// SPDX-License-Identifier: GPL-3.0-only

//! Named bundles of camera settings
//!
//! A preset is an opaque data bundle applied in one call through
//! [`crate::session::CameraSession::apply_preset`]. Presets live as
//! `*.preset` JSON files in a directory; the file stem is the preset
//! name.

use crate::errors::{CameraError, Result};
use serde::{Deserialize, Serialize};
use std::path::Path;
use tracing::{info, warn};

/// File extension of preset files
pub const PRESET_EXTENSION: &str = "preset";

/// One saved settings bundle
#[derive(Debug, Clone, PartialEq, Serialize, Deserialize)]
pub struct Preset {
    pub awb_gains: f64,
    pub awb_mode: String,
    pub iso: i64,
    pub brightness: i64,
    pub contrast: i64,
    pub exposure: String,
    /// Shutter speed spec string, e.g. "1/125" or "0.5"
    pub shutter_speed: String,
    pub led: bool,
}

impl Preset {
    /// Read a preset from a JSON file
    pub fn from_file(path: &Path) -> Result<Self> {
        let contents = std::fs::read_to_string(path)
            .map_err(|e| CameraError::Storage(format!("{}: {}", path.display(), e)))?;
        serde_json::from_str(&contents)
            .map_err(|e| CameraError::Storage(format!("{}: {}", path.display(), e)))
    }

    /// Write the preset as JSON
    pub fn to_file(&self, path: &Path) -> Result<()> {
        let json = serde_json::to_string_pretty(self)
            .map_err(|e| CameraError::Storage(e.to_string()))?;
        std::fs::write(path, json)
            .map_err(|e| CameraError::Storage(format!("{}: {}", path.display(), e)))
    }
}

/// Load every `*.preset` file from a directory
///
/// Unreadable or malformed files are logged and skipped. Results are
/// sorted by name so the UI order is stable.
pub fn load_presets(dir: &Path) -> Vec<(String, Preset)> {
    let entries = match std::fs::read_dir(dir) {
        Ok(entries) => entries,
        Err(e) => {
            warn!(dir = %dir.display(), error = %e, "Could not read presets directory");
            return Vec::new();
        }
    };

    let mut presets = Vec::new();
    for entry in entries.flatten() {
        let path = entry.path();
        if path.extension().and_then(|e| e.to_str()) != Some(PRESET_EXTENSION) {
            continue;
        }
        let Some(name) = path.file_stem().and_then(|s| s.to_str()) else {
            continue;
        };
        match Preset::from_file(&path) {
            Ok(preset) => presets.push((name.to_string(), preset)),
            Err(e) => warn!(path = %path.display(), error = %e, "Skipping unreadable preset"),
        }
    }

    presets.sort_by(|a, b| a.0.cmp(&b.0));
    info!(dir = %dir.display(), count = presets.len(), "Loaded presets");
    presets
}

#[cfg(test)]
mod tests {
    use super::*;

    fn sample() -> Preset {
        Preset {
            awb_gains: 1.4,
            awb_mode: "off".into(),
            iso: 400,
            brightness: 55,
            contrast: 10,
            exposure: "auto".into(),
            shutter_speed: "1/250".into(),
            led: false,
        }
    }

    #[test]
    fn test_file_round_trip() {
        let dir = tempfile::tempdir().unwrap();
        let path = dir.path().join("indoor.preset");
        sample().to_file(&path).unwrap();
        assert_eq!(Preset::from_file(&path).unwrap(), sample());
    }

    #[test]
    fn test_load_presets_skips_garbage() {
        let dir = tempfile::tempdir().unwrap();
        sample().to_file(&dir.path().join("b.preset")).unwrap();
        sample().to_file(&dir.path().join("a.preset")).unwrap();
        std::fs::write(dir.path().join("broken.preset"), "{ nope").unwrap();
        std::fs::write(dir.path().join("notes.txt"), "not a preset").unwrap();

        let presets = load_presets(dir.path());
        let names: Vec<&str> = presets.iter().map(|(n, _)| n.as_str()).collect();
        assert_eq!(names, ["a", "b"]);
    }

    #[test]
    fn test_load_presets_missing_dir() {
        assert!(load_presets(Path::new("/nonexistent/presets")).is_empty());
    }
}
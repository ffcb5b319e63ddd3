// SPDX-License-Identifier: GPL-3.0-only

//! Integration tests for sequential image naming

use picam::storage::Storage;

#[test]
fn test_empty_directory_starts_at_zero() {
    let dir = tempfile::tempdir().unwrap();
    let mut storage = Storage::new(dir.path());
    storage.start().unwrap();

    let path = storage.get_new_name("png").unwrap();
    assert_eq!(path.file_name().unwrap(), "IMG0000.png");
}

#[test]
fn test_scan_resumes_after_existing_images() {
    let dir = tempfile::tempdir().unwrap();
    for i in 0..8 {
        std::fs::write(dir.path().join(format!("IMG{:04}.png", i)), b"x").unwrap();
    }
    // unrelated files must not influence the counter
    std::fs::write(dir.path().join("IMG9999.tiff"), b"x").unwrap();
    std::fs::write(dir.path().join("notes.txt"), b"x").unwrap();

    let mut storage = Storage::new(dir.path());
    storage.start().unwrap();

    let path = storage.get_new_name("png").unwrap();
    assert_eq!(path.file_name().unwrap(), "IMG0008.png");
}

#[test]
fn test_names_strictly_increase_across_extensions() {
    let dir = tempfile::tempdir().unwrap();
    let mut storage = Storage::new(dir.path());
    storage.start().unwrap();

    let names: Vec<String> = ["png", "jpeg", "png", "bmp"]
        .iter()
        .map(|ext| {
            storage
                .get_new_name(ext)
                .unwrap()
                .file_name()
                .unwrap()
                .to_string_lossy()
                .into_owned()
        })
        .collect();

    assert_eq!(names, ["IMG0000.png", "IMG0001.jpeg", "IMG0002.png", "IMG0003.bmp"]);
}

#[test]
fn test_start_creates_missing_directory() {
    let dir = tempfile::tempdir().unwrap();
    let nested = dir.path().join("a").join("b");
    let mut storage = Storage::new(&nested);
    storage.start().unwrap();
    assert!(nested.is_dir());
}
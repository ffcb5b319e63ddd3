// SPDX-License-Identifier: GPL-3.0-only

//! Preview pipeline
//!
//! A producer thread pulls frames from the camera session and publishes
//! them into a single-slot hand-off; the UI consumer drains the slot at
//! its own cadence. The slot is newest-wins: an unconsumed frame is
//! discarded when the next one arrives, so delivery is
//! at-most-the-latest, never every-frame.
//!
//! The producer checks its stop signal once per frame, so stopping is
//! observed within one frame interval. Device errors terminate the loop
//! and surface exactly once through the completion channel — they are
//! never thrown across the thread boundary.

use crate::backends::camera::types::Frame;
use crate::errors::{CameraError, Result};
use crate::session::CameraSession;
use std::sync::Arc;
use std::sync::Mutex;
use std::sync::atomic::{AtomicBool, Ordering};
use std::thread::{self, JoinHandle};
use tokio::sync::oneshot;
use tracing::{debug, info, warn};

/// Single-slot frame hand-off between producer and consumer
///
/// Holds at most one pending frame. Once invalidated no further frames
/// are accepted, so a consumer that observed the slot go idle never
/// sees a stale frame afterwards.
pub struct FrameSlot {
    inner: Mutex<SlotInner>,
}

struct SlotInner {
    frame: Option<Frame>,
    live: bool,
}

impl FrameSlot {
    pub fn new() -> Self {
        Self {
            inner: Mutex::new(SlotInner {
                frame: None,
                live: true,
            }),
        }
    }

    /// Publish a frame, discarding any unconsumed one (newest-wins).
    /// Returns false if the slot has been invalidated.
    pub fn publish(&self, frame: Frame) -> bool {
        let mut inner = self.inner.lock().unwrap();
        if !inner.live {
            return false;
        }
        inner.frame = Some(frame);
        true
    }

    /// Drain the pending frame, if any
    pub fn take(&self) -> Option<Frame> {
        self.inner.lock().unwrap().frame.take()
    }

    /// Whether the slot still accepts frames
    pub fn is_live(&self) -> bool {
        self.inner.lock().unwrap().live
    }

    /// Empty the slot and refuse all further publishes
    pub fn invalidate(&self) {
        let mut inner = self.inner.lock().unwrap();
        inner.frame = None;
        inner.live = false;
    }
}

impl Default for FrameSlot {
    fn default() -> Self {
        Self::new()
    }
}

/// Background preview producer
///
/// `start` spawns the producer thread; `stop` signals it, waits for it
/// to finish (bounded by one frame interval) and invalidates the slot.
/// Dropping the pipeline stops it.
pub struct PreviewPipeline {
    slot: Arc<FrameSlot>,
    stop_signal: Arc<AtomicBool>,
    handle: Option<JoinHandle<()>>,
    completion: Option<oneshot::Receiver<Result<()>>>,
}

impl PreviewPipeline {
    /// Spawn the producer over the given session
    pub fn start(session: Arc<CameraSession>) -> Self {
        let slot = Arc::new(FrameSlot::new());
        let stop_signal = Arc::new(AtomicBool::new(false));
        let (done_tx, done_rx) = oneshot::channel();

        let producer_slot = Arc::clone(&slot);
        let producer_stop = Arc::clone(&stop_signal);

        info!("Starting preview");
        let handle = thread::spawn(move || {
            debug!("Preview producer thread started");

            let mut frames = match session.preview() {
                Ok(frames) => frames,
                Err(e) => {
                    warn!(error = %e, "Preview stream failed to open");
                    let _ = done_tx.send(Err(CameraError::PreviewTerminated(e.to_string())));
                    return;
                }
            };

            let outcome = loop {
                // stop signal is checked once per frame
                if producer_stop.load(Ordering::SeqCst) {
                    debug!("Preview stop signal received");
                    break Ok(());
                }
                match frames.next() {
                    Ok(frame) => {
                        producer_slot.publish(frame);
                    }
                    Err(e) => {
                        warn!(error = %e, "Preview producer terminated");
                        break Err(CameraError::PreviewTerminated(e.to_string()));
                    }
                }
            };

            frames.stop();
            let _ = done_tx.send(outcome);
            debug!("Preview producer thread exiting");
        });

        Self {
            slot,
            stop_signal,
            handle: Some(handle),
            completion: Some(done_rx),
        }
    }

    /// The hand-off slot the consumer drains
    pub fn slot(&self) -> Arc<FrameSlot> {
        Arc::clone(&self.slot)
    }

    /// Whether the producer thread is still running
    pub fn is_running(&self) -> bool {
        self.handle
            .as_ref()
            .map(|h| !h.is_finished())
            .unwrap_or(false)
    }

    /// Stop the producer and wait for it to finish
    ///
    /// After this returns, no frame will be delivered to the consumer:
    /// the thread has exited and the slot is invalidated.
    pub fn stop(&mut self) {
        self.stop_signal.store(true, Ordering::SeqCst);
        if let Some(handle) = self.handle.take() {
            debug!("Waiting for preview producer to finish");
            if handle.join().is_err() {
                warn!("Preview producer thread panicked");
            }
        }
        self.slot.invalidate();
        info!("Preview stopped");
    }

    /// Producer outcome, once it has finished
    ///
    /// Delivered exactly once: `Ok(())` after a clean stop,
    /// `PreviewTerminated` if the loop ended on a device error. Returns
    /// None while the producer is running or if the outcome was already
    /// consumed.
    pub fn outcome(&mut self) -> Option<Result<()>> {
        let completion = self.completion.as_mut()?;
        match completion.try_recv() {
            Ok(result) => {
                self.completion = None;
                Some(result)
            }
            Err(oneshot::error::TryRecvError::Empty) => None,
            Err(oneshot::error::TryRecvError::Closed) => {
                self.completion = None;
                None
            }
        }
    }
}

impl Drop for PreviewPipeline {
    fn drop(&mut self) {
        if self.handle.is_some() {
            debug!("PreviewPipeline dropped, stopping producer");
            self.stop();
        }
    }
}

#[cfg(test)]
mod tests {
    use super::*;
    use crate::backends::camera::types::{Framerate, Resolution};
    use crate::backends::camera::virtual_camera::VirtualCamera;
    use crate::session::CameraSession;
    use std::time::Duration;

    fn test_frame(sequence: u64) -> Frame {
        Frame::from_rgb(2, 2, vec![0u8; 12], sequence)
    }

    fn open_session(camera: VirtualCamera) -> Arc<CameraSession> {
        let session = CameraSession::new(
            Box::new(camera),
            Some(Resolution {
                width: 32,
                height: 24,
            }),
            Some(Framerate::from_int(30)),
        );
        session.open().unwrap();
        Arc::new(session)
    }

    #[test]
    fn test_slot_newest_wins() {
        let slot = FrameSlot::new();
        assert!(slot.publish(test_frame(1)));
        assert!(slot.publish(test_frame(2)));
        // the first frame was discarded, only the newest remains
        assert_eq!(slot.take().unwrap().sequence, 2);
        assert!(slot.take().is_none());
    }

    #[test]
    fn test_slot_refuses_after_invalidate() {
        let slot = FrameSlot::new();
        slot.publish(test_frame(1));
        slot.invalidate();
        assert!(slot.take().is_none());
        assert!(!slot.publish(test_frame(2)));
        assert!(slot.take().is_none());
    }

    #[test]
    fn test_preview_delivers_frames() {
        let session = open_session(VirtualCamera::new());
        let mut pipeline = PreviewPipeline::start(Arc::clone(&session));
        let slot = pipeline.slot();

        let mut got = None;
        for _ in 0..100 {
            if let Some(frame) = slot.take() {
                got = Some(frame);
                break;
            }
            std::thread::sleep(Duration::from_millis(10));
        }
        let frame = got.expect("no frame within a second");
        assert_eq!(frame.width, 32);

        pipeline.stop();
        assert_eq!(pipeline.outcome().unwrap().ok(), Some(()));
    }

    #[test]
    fn test_no_frame_after_stop() {
        let session = open_session(VirtualCamera::new());
        let mut pipeline = PreviewPipeline::start(Arc::clone(&session));
        let slot = pipeline.slot();

        pipeline.stop();
        assert!(slot.take().is_none());
        assert!(!slot.is_live());
        std::thread::sleep(Duration::from_millis(80));
        assert!(slot.take().is_none(), "no frame may arrive after stop");
        // the session is free for a new stream
        assert!(session.preview().is_ok());
    }

    #[test]
    fn test_device_error_surfaces_once_via_completion() {
        let mut camera = VirtualCamera::new();
        camera.fail_stream_after(1);
        let session = open_session(camera);
        let mut pipeline = PreviewPipeline::start(Arc::clone(&session));

        let mut outcome = None;
        for _ in 0..100 {
            if let Some(result) = pipeline.outcome() {
                outcome = Some(result);
                break;
            }
            std::thread::sleep(Duration::from_millis(10));
        }
        match outcome {
            Some(Err(CameraError::PreviewTerminated(_))) => {}
            other => panic!("expected PreviewTerminated, got {:?}", other),
        }
        // delivered exactly once
        assert!(pipeline.outcome().is_none());
        assert!(!pipeline.is_running());
    }
}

- Exercise objective
Each line from the top of the records above through the line containing "let Some(name) = path.file_stem().and_then(|s|" needs to be transcribed exactly, and no line after it.

- Answer to this problem
// SPDX-License-Identifier: GPL-3.0-only

//! Named bundles of camera settings
//!
//! A preset is an opaque data bundle applied in one call through
//! [`crate::session::CameraSession::apply_preset`]. Presets live as
//! `*.preset` JSON files in a directory; the file stem is the preset
//! name.

use crate::errors::{CameraError, Result};
use serde::{Deserialize, Serialize};
use std::path::Path;
use tracing::{info, warn};

/// File extension of preset files
pub const PRESET_EXTENSION: &str = "preset";

/// One saved settings bundle
#[derive(Debug, Clone, PartialEq, Serialize, Deserialize)]
pub struct Preset {
    pub awb_gains: f64,
    pub awb_mode: String,
    pub iso: i64,
    pub brightness: i64,
    pub contrast: i64,
    pub exposure: String,
    /// Shutter speed spec string, e.g. "1/125" or "0.5"
    pub shutter_speed: String,
    pub led: bool,
}

impl Preset {
    /// Read a preset from a JSON file
    pub fn from_file(path: &Path) -> Result<Self> {
        let contents = std::fs::read_to_string(path)
            .map_err(|e| CameraError::Storage(format!("{}: {}", path.display(), e)))?;
        serde_json::from_str(&contents)
            .map_err(|e| CameraError::Storage(format!("{}: {}", path.display(), e)))
    }

    /// Write the preset as JSON
    pub fn to_file(&self, path: &Path) -> Result<()> {
        let json = serde_json::to_string_pretty(self)
            .map_err(|e| CameraError::Storage(e.to_string()))?;
        std::fs::write(path, json)
            .map_err(|e| CameraError::Storage(format!("{}: {}", path.display(), e)))
    }
}

/// Load every `*.preset` file from a directory
///
/// Unreadable or malformed files are logged and skipped. Results are
/// sorted by name so the UI order is stable.
pub fn load_presets(dir: &Path) -> Vec<(String, Preset)> {
    let entries = match std::fs::read_dir(dir) {
        Ok(entries) => entries,
        Err(e) => {
            warn!(dir = %dir.display(), error = %e, "Could not read presets directory");
            return Vec::new();
        }
    };

    let mut presets = Vec::new();
    for entry in entries.flatten() {
        let path = entry.path();
        if path.extension().and_then(|e| e.to_str()) != Some(PRESET_EXTENSION) {
            continue;
        }
        let Some(name) = path.file_stem().and_then(|s| s.to_str()) else {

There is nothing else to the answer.